Philip’s final appearance in John, occurs during Jesus’ discourse during the Last Supper.  Philip once again is in ‘show and tell’ mode – the disciple whose opening gambit to Nathaniel was, ‘Come and See’, wants to see ‘…the Father’, a not unreasonable request, from one of Jesus’ close friends, one might think.  The request results in this revelatory reply from Jesus:
‘Whoever has seen me has seen the Father.’
You might be wondering why I have been focusing on Philip who in terms of our Gospel reading plays only a small part in the 264 words, that make up this pericope.  Is it because I am nervous of delving into the words of Jesus, which follow Philip and Andrew’s request, and the ‘voice from heaven’ which those who heard it thought was thunder, only John being privy to the voice’s disclosure?  Yes and No.  
Reflecting on the story, understanding it’s significance in the Christian scheme of things, its importance to faith and order, right believe and the like, is undeniably important, however most of us in our daily lives, are more likely to be asked about ‘Seeing Jesus’ or ‘Seeing God’, for in my experience, people sit lightly to Creedal statements and Doctrinal assertions and are like the Greeks, wanting an ‘encounter’.  So where might we show people Jesus and the Father?  Where might they have an encounter with Jesus and the Father?
We might suggest that they stroll round the Cathedral after the 17th May and have a look at the visual aids that surround us.  There are many representations of Jesus and The Father in the building, graphically and symbolically.  Art is a rich vein to mine as we are discovering through Maggie Guillebaud’s Lenten Reflections.  Casting our net a little wider, a Google search told me that there were 826, 000, 000 images of Jesus and a further 25, 200, 000 images of God – not bad for a being who to mortal eyes is, ‘invisible’.
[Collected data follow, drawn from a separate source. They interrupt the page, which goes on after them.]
//! Final report: executive summary, analysis, plan text, speech and chart.

use pulso_core::{Concept, Sentiment, SentimentCounts};
use serde::Serialize;

use crate::chart::{chart_config, ChartConfig, ChartData};
use crate::classify::Classification;
use crate::plan::PlanEntry;

pub const NO_SUMMARY: &str = "No data available for executive summary.";
pub const NO_ANALYSIS: &str = "No data available for analysis.";
pub const NO_PLAN: &str = "No data available for strategic planning.";

/// Shown in the summary when no concept qualifies as most negative/positive.
const NO_CONCEPT: &str = "ninguno";

const SPEECH_CLOSING_PREFIX: &str = "Juntos, alineados con el PND 2022-2026, construiremos un";

#[derive(Debug, Clone, PartialEq, Eq, Serialize)]
pub struct Report {
    pub resumen: String,
    pub analisis: String,
    pub plan: String,
    pub discurso: String,
    pub grafico: String,
    pub chart_config: ChartConfig,
}

/// Inputs of [`compose_report`]. Everything is borrowed; composition is pure.
#[derive(Debug, Clone, Copy)]
pub struct ReportInputs<'a> {
    pub classification: &'a Classification,
    pub plan: &'a [PlanEntry],
    pub chart: &'a ChartData,
    pub candidate_name: &'a str,
    pub location: &'a str,
}

/// Builds the report. Identical inputs always produce byte-identical output.
#[must_use]
pub fn compose_report(inputs: &ReportInputs<'_>) -> Report {
    let has_data = inputs.classification.has_concept_data();

    let (resumen, analisis, plan) = if has_data {
        (
            executive_summary(inputs.classification, inputs.location),
            analysis(inputs.classification),
            plan_text(inputs.classification, inputs.plan),
        )
    } else {
        (NO_SUMMARY.to_owned(), NO_ANALYSIS.to_owned(), NO_PLAN.to_owned())
    };

    Report {
        resumen,
        analisis,
        plan,
        discurso: speech(inputs.plan, inputs.candidate_name, inputs.location),
        grafico: chart_description(inputs.chart, inputs.location),
        chart_config: chart_config(inputs.chart),
    }
}

/// Concept with the strictly highest share of `sentiment`; ties keep the
/// earlier concept. Concepts without posts never qualify.
fn leading_concept(classification: &Classification, sentiment: Sentiment) -> Option<Concept> {
    let mut best: Option<(Concept, SentimentCounts)> = None;
    for concept in Concept::ALL {
        let counts = classification.concept(concept).counts();
        if counts.total() == 0 {
            continue;
        }
        // Compare shares exactly: a/b > c/d  <=>  a*d > c*b.
        let beats = match best {
            None => true,
            Some((_, top)) => {
                counts.get(sentiment) * top.total() > top.get(sentiment) * counts.total()
            }
        };
        if beats {
            best = Some((concept, counts));
        }
    }
    best.map(|(concept, _)| concept)
}

fn leading_label(classification: &Classification, sentiment: Sentiment) -> (String, usize) {
    match leading_concept(classification, sentiment) {
        Some(concept) => (
            concept.name().to_owned(),
            classification.concept(concept).counts().get(sentiment),
        ),
        None => (NO_CONCEPT.to_owned(), 0),
    }
}

fn executive_summary(classification: &Classification, location: &str) -> String {
    let totals = classification.concept_totals();

    let mut tones = [Sentiment::Neutral, Sentiment::Negative, Sentiment::Positive];
    // Stable: equal shares keep the order above.
    tones.sort_by_key(|s| std::cmp::Reverse(totals.get(*s)));
    let tone = |s: Sentiment| format!("{} ({:.1}%)", s.label(), totals.percent(s));

    let (most_negative, negative_count) = leading_label(classification, Sentiment::Negative);
    let (most_positive, positive_count) = leading_label(classification, Sentiment::Positive);

    let topics = Concept::ALL
        .iter()
        .map(|c| c.name())
        .collect::<Vec<_>>()
        .join(", ");

    let mut summary = format!(
        "<p>El análisis de tweets recientes en {location} revela preocupaciones ciudadanas \
         alineadas con los conceptos clave del Plan Nacional de Desarrollo (PND 2022-2026). \
         Se clasificaron {total} tweets en español (excluyendo retweets) sobre {topics}.</p>\
         <p><strong>Tendencias generales</strong>: predomina el tono {first}, seguido de {second} \
         y {third}. El tema más crítico es {most_negative} ({negative_count} negativos), \
         mientras que {most_positive} destaca por su positividad ({positive_count} positivos).</p>",
        total = totals.total(),
        first = tone(tones[0]),
        second = tone(tones[1]),
        third = tone(tones[2]),
    );

    let unmatched = classification.unmatched().len();
    if unmatched > 0 {
        summary.push_str(&format!(
            "<p><strong>Sin clasificar</strong>: {unmatched} tweets capturados en las búsquedas \
             no contenían palabras clave específicas y no se incluyen en estos totales.</p>"
        ));
    }

    summary.push_str(&format!(
        "<p>Este panorama sugiere que los electores de {location} buscan acciones concretas \
         en los temas con mayor carga negativa.</p>"
    ));
    summary
}

fn analysis(classification: &Classification) -> String {
    let mut sections = Vec::new();
    for concept in Concept::ALL {
        let bucket = classification.concept(concept);
        if bucket.is_empty() {
            continue;
        }
        let counts = bucket.counts();
        let mut section = format!(
            "{concept} ({} tweets, Sentimientos: Positivo {}, Negativo {}, Neutral {}):",
            bucket.len(),
            counts.positive,
            counts.negative,
            counts.neutral
        );
        for post in bucket.posts() {
            section.push_str(&format!(
                "\n  - \"{}\" ({})",
                post.text,
                post.sentiment.capitalized()
            ));
        }
        sections.push(section);
    }
    sections.join("\n")
}

fn plan_text(classification: &Classification, plan: &[PlanEntry]) -> String {
    plan.iter()
        .map(|entry| {
            let negative = classification
                .concept(entry.concept)
                .counts()
                .percent(Sentiment::Negative);
            format!(
                "{}: Necesidad: {} ({negative:.1}% negativo). Propuesta: {} Impacto: {}",
                entry.concept, entry.necesidad, entry.propuesta, entry.impacto
            )
        })
        .collect::<Vec<_>>()
        .join("\n")
}

fn speech(plan: &[PlanEntry], candidate_name: &str, location: &str) -> String {
    let mut speech = format!(
        "Queridos ciudadanos de {location}, soy {candidate_name}, un abogado de Bogotá con \
         pasión por la ganadería y el arte, y un enfoque ligero pero comprometido en la \
         política.\n\n"
    );
    for entry in plan {
        speech.push_str(&format!("Respecto a {}:\n{}\n\n", entry.concept, entry.discurso));
    }
    speech.push_str(&format!(
        "{SPEECH_CLOSING_PREFIX} {location} mejor. ¡Voten por el cambio real!"
    ));
    speech
}

fn chart_description(chart: &ChartData, location: &str) -> String {
    if chart.is_empty() {
        format!("Sin datos suficientes para graficar sentimientos por concepto en {location}.")
    } else {
        format!(
            "Distribución de sentimientos (positivo, negativo, neutral) en {} conceptos del PND \
             para {location}.",
            chart.labels.len()
        )
    }
}
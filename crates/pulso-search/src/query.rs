//! Recent-search query construction.

use pulso_core::Concept;

/// Longest query the recent-search endpoint accepts.
pub const MAX_QUERY_LEN: usize = 512;

/// Language operator appended to every query.
pub const LANGUAGE_FILTER: &str = "lang:es";

/// Builds the query for one concept:
/// `"{location}" (kw1 OR kw2 ...) [(actor OR @actor)] lang:es -is:retweet`.
///
/// Double quotes inside `location` are dropped so the phrase stays a single
/// exact-match term. The actor filter is omitted when `politician` is blank.
#[must_use]
pub fn build_concept_query(location: &str, concept: Concept, politician: Option<&str>) -> String {
    let location: String = location.chars().filter(|c| *c != '"').collect();
    let keywords = concept.keywords().join(" OR ");

    let mut query = format!("\"{}\" ({keywords})", location.trim());
    if let Some(actor) = politician.and_then(actor_filter) {
        query.push(' ');
        query.push_str(&actor);
    }
    query.push(' ');
    query.push_str(LANGUAGE_FILTER);
    query.push_str(" -is:retweet");
    query
}

/// `(name OR @handle)` for a politician, or `None` when blank.
///
/// Multi-word names are quoted; the handle is the name with whitespace removed.
fn actor_filter(politician: &str) -> Option<String> {
    let name = politician.trim().trim_start_matches('@').trim();
    if name.is_empty() {
        return None;
    }
    let handle: String = name.split_whitespace().collect();
    if name.contains(char::is_whitespace) {
        Some(format!("(\"{name}\" OR @{handle})"))
    } else {
        Some(format!("({name} OR @{handle})"))
    }
}
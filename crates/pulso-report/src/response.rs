//! The response envelope shared by the HTTP server and the CLI.

use serde::Serialize;

use crate::chart::ChartData;
use crate::error::PipelineError;
use crate::pipeline::AnalysisOutcome;
use crate::report::Report;

/// `{status: "success", report, chart_data}` or `{status: "error", message}`.
#[derive(Debug, Clone, PartialEq, Eq, Serialize)]
pub struct AnalyzeResponse {
    pub status: &'static str,
    #[serde(skip_serializing_if = "Option::is_none")]
    pub report: Option<Report>,
    #[serde(skip_serializing_if = "Option::is_none")]
    pub chart_data: Option<ChartData>,
    #[serde(skip_serializing_if = "Option::is_none")]
    pub message: Option<String>,
}

impl AnalyzeResponse {
    #[must_use]
    pub fn success(report: Report, chart_data: ChartData) -> Self {
        Self {
            status: "success",
            report: Some(report),
            chart_data: Some(chart_data),
            message: None,
        }
    }

    #[must_use]
    pub fn error(message: impl Into<String>) -> Self {
        Self {
            status: "error",
            report: None,
            chart_data: None,
            message: Some(message.into()),
        }
    }

    #[must_use]
    pub fn is_success(&self) -> bool {
        self.status == "success"
    }
}

impl From<&Result<AnalysisOutcome, PipelineError>> for AnalyzeResponse {
    fn from(result: &Result<AnalysisOutcome, PipelineError>) -> Self {
        match result {
            Ok(outcome) => Self::success(outcome.report.clone(), outcome.chart_data.clone()),
            Err(e) => Self::error(e.to_string()),
        }
    }
}
//! Stacked-bar chart data (Chart.js shape) for per-concept sentiment.

use pulso_core::{Concept, Sentiment};
use serde::Serialize;

use crate::classify::Classification;

pub const POSITIVE_COLOR: &str = "#36A2EB";
pub const NEGATIVE_COLOR: &str = "#FF6384";
pub const NEUTRAL_COLOR: &str = "#FFCE56";

const STACK_ID: &str = "Stack 0";
const CHART_TITLE: &str = "Distribución de Sentimientos por Concepto";
const X_AXIS_TITLE: &str = "Conceptos del PND";
const Y_AXIS_TITLE: &str = "Conteo de Tweets";

/// Dataset order in every chart.
const SERIES: [(Sentiment, &str); 3] = [
    (Sentiment::Positive, POSITIVE_COLOR),
    (Sentiment::Negative, NEGATIVE_COLOR),
    (Sentiment::Neutral, NEUTRAL_COLOR),
];

#[derive(Debug, Clone, PartialEq, Eq, Serialize)]
#[serde(rename_all = "camelCase")]
pub struct ChartDataset {
    pub label: &'static str,
    pub data: Vec<usize>,
    pub background_color: &'static str,
    #[serde(skip_serializing_if = "Option::is_none")]
    pub stack: Option<&'static str>,
}

/// Labels are the concepts with at least one post; each dataset's `data`
/// is aligned with `labels`.
#[derive(Debug, Clone, Default, PartialEq, Eq, Serialize)]
pub struct ChartData {
    pub labels: Vec<Concept>,
    pub datasets: Vec<ChartDataset>,
}

impl ChartData {
    #[must_use]
    pub fn is_empty(&self) -> bool {
        self.labels.is_empty()
    }
}

#[must_use]
pub fn chart_data(classification: &Classification) -> ChartData {
    let labels: Vec<Concept> = Concept::ALL
        .into_iter()
        .filter(|c| !classification.concept(*c).is_empty())
        .collect();

    let datasets = SERIES
        .into_iter()
        .map(|(sentiment, color)| ChartDataset {
            label: sentiment.capitalized(),
            data: labels
                .iter()
                .map(|c| classification.concept(*c).counts().get(sentiment))
                .collect(),
            background_color: color,
            stack: None,
        })
        .collect();

    ChartData { labels, datasets }
}

#[derive(Debug, Clone, PartialEq, Eq, Serialize)]
pub struct ChartConfig {
    #[serde(rename = "type")]
    pub kind: &'static str,
    pub data: ChartData,
    pub options: ChartOptions,
}

#[derive(Debug, Clone, PartialEq, Eq, Serialize)]
pub struct ChartOptions {
    pub scales: Scales,
    pub plugins: Plugins,
}

#[derive(Debug, Clone, PartialEq, Eq, Serialize)]
pub struct Scales {
    pub x: Axis,
    pub y: Axis,
}

#[derive(Debug, Clone, PartialEq, Eq, Serialize)]
pub struct Axis {
    pub stacked: bool,
    pub title: Title,
}

#[derive(Debug, Clone, PartialEq, Eq, Serialize)]
pub struct Plugins {
    pub title: Title,
}

#[derive(Debug, Clone, PartialEq, Eq, Serialize)]
pub struct Title {
    pub display: bool,
    pub text: &'static str,
}

impl Title {
    const fn shown(text: &'static str) -> Self {
        Self {
            display: true,
            text,
        }
    }
}

/// Stacked bar configuration wrapping `data`, every dataset on one stack.
#[must_use]
pub fn chart_config(data: &ChartData) -> ChartConfig {
    let mut data = data.clone();
    for dataset in &mut data.datasets {
        dataset.stack = Some(STACK_ID);
    }
    ChartConfig {
        kind: "bar",
        data,
        options: ChartOptions {
            scales: Scales {
                x: Axis {
                    stacked: true,
                    title: Title::shown(X_AXIS_TITLE),
                },
                y: Axis {
                    stacked: true,
                    title: Title::shown(Y_AXIS_TITLE),
                },
            },
            plugins: Plugins {
                title: Title::shown(CHART_TITLE),
            },
        },
    }
}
Joking aside, if asked by a visitor to the Cathedral, by an acquaintance or a close friend, ‘We (or I) wish to see Jesus’ where would be direct them?  If it were a close friend, I would hope they would have seen something of Jesus in the way we live our lives, that our faith is deeds as well as words, that we are incarnating Jesus in our lives.  A visitor or casual acquaintance could be directed to a Christian Community, or the Church in General, for it is here that those who want to find Jesus, want to see his love in action, want to see God’s love manifest, should see the evidence.  It should be apparent in the lives of Christians, because as the Old Testament Lesson made clear, concerning the relationship redeemed humanity should enjoy with God:
‘I will put my law within them,
and I will write it on their hearts…’
If that isn’t clear enough, may I point you in the direction of Terresa of Avila, who has stated unequivocally, that the only way the love of God, through Jesus, is made visible to the world, is in the lives of Christians, Christian Communities, and the Life of the Church.
“Christ has no body now but yours. No hands, no feet on earth but yours. Yours are the eyes through which he looks compassion on this world. Yours are the feet with which he walks to do good. Yours are the hands through which he blesses all the world. Yours are the hands, yours are the feet, yours are the eyes, you are his body. Christ has no body now on earth but yours.”